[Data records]
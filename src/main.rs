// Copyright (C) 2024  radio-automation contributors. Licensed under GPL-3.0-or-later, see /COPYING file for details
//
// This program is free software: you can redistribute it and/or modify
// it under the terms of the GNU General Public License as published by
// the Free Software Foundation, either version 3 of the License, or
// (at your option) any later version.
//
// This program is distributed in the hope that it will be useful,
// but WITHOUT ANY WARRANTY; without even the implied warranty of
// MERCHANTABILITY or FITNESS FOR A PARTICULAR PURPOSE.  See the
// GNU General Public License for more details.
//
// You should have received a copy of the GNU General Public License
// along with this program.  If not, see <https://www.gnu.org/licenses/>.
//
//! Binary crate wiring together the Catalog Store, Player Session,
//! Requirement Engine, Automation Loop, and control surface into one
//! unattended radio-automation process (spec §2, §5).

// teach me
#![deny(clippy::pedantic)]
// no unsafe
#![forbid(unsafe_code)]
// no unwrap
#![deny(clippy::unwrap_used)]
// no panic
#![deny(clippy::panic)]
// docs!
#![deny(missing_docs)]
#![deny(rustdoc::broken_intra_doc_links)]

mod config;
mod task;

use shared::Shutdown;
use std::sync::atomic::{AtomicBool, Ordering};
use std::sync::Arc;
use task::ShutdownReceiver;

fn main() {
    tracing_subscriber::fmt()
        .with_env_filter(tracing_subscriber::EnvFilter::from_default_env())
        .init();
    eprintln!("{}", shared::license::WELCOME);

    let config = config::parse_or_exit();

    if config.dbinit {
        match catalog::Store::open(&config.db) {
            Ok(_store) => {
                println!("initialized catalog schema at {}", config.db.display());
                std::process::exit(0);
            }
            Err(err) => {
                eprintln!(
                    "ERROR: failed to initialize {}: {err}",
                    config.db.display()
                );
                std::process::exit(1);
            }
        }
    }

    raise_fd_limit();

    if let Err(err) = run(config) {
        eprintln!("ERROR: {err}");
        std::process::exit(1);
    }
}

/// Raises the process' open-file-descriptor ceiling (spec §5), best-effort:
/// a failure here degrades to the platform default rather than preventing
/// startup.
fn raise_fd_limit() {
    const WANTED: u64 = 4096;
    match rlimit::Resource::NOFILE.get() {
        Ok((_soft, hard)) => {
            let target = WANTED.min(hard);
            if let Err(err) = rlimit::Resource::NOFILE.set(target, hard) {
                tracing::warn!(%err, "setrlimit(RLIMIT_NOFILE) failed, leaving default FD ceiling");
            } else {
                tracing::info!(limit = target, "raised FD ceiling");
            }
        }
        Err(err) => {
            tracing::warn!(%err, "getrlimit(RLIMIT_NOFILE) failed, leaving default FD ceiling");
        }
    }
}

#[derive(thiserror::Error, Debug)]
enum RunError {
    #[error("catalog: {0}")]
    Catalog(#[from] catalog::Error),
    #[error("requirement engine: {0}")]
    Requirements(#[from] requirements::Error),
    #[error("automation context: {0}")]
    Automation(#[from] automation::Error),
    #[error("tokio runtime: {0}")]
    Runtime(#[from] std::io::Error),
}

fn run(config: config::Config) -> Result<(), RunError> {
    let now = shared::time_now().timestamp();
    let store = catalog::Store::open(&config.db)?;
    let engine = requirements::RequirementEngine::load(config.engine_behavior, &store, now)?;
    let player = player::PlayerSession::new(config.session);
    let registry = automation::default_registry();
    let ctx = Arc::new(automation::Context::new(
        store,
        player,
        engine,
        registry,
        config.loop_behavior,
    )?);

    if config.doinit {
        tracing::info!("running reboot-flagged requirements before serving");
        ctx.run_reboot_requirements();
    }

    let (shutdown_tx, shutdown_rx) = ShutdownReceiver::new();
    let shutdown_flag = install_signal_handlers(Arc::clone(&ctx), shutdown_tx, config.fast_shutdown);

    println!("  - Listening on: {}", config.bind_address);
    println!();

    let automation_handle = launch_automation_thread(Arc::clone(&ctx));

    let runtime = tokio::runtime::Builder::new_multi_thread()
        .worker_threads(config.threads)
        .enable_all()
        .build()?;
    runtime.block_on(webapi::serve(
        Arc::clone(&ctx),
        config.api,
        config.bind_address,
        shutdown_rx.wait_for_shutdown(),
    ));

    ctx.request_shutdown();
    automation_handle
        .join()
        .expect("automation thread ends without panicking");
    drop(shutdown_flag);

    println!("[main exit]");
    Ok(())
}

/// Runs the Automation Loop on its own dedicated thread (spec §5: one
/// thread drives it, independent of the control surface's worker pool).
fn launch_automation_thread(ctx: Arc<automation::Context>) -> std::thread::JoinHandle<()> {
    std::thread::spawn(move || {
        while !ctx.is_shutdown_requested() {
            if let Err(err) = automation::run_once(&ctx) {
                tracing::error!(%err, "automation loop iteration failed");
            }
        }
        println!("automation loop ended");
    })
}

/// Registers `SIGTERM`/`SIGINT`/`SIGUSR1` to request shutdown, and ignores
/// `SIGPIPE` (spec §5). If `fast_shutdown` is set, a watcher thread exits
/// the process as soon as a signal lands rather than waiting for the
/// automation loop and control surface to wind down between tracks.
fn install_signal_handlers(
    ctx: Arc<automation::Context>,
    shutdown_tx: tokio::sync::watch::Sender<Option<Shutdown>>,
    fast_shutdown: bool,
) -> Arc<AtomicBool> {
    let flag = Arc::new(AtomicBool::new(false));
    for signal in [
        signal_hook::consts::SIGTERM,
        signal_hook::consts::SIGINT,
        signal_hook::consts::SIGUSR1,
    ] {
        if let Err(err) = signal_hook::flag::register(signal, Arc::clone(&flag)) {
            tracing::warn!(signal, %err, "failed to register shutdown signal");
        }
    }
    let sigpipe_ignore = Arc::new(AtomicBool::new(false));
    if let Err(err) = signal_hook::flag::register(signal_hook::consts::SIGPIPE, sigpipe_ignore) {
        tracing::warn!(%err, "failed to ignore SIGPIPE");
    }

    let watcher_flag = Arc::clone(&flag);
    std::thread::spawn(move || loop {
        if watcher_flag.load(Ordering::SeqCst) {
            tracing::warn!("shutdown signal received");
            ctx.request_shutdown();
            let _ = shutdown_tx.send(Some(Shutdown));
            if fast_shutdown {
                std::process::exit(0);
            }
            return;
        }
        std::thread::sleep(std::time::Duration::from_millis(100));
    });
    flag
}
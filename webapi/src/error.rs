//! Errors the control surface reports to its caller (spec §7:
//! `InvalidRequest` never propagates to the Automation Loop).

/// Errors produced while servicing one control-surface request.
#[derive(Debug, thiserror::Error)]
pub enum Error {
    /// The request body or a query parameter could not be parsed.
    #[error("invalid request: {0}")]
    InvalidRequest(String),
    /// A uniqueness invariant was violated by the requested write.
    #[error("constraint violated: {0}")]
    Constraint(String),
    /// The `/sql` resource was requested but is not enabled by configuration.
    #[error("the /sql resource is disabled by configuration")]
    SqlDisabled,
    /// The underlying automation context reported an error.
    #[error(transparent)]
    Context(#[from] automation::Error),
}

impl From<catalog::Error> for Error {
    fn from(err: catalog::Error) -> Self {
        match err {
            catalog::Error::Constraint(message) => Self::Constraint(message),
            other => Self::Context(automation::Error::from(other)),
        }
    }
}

■ **EXERCISE DESCRIPTION**: Where does "violated" appear in the records above? Copy each line that holds it.

■ **RESPONSE AREA**:
    /// A uniqueness invariant was violated by the requested write.
    #[error("constraint violated: {0}")]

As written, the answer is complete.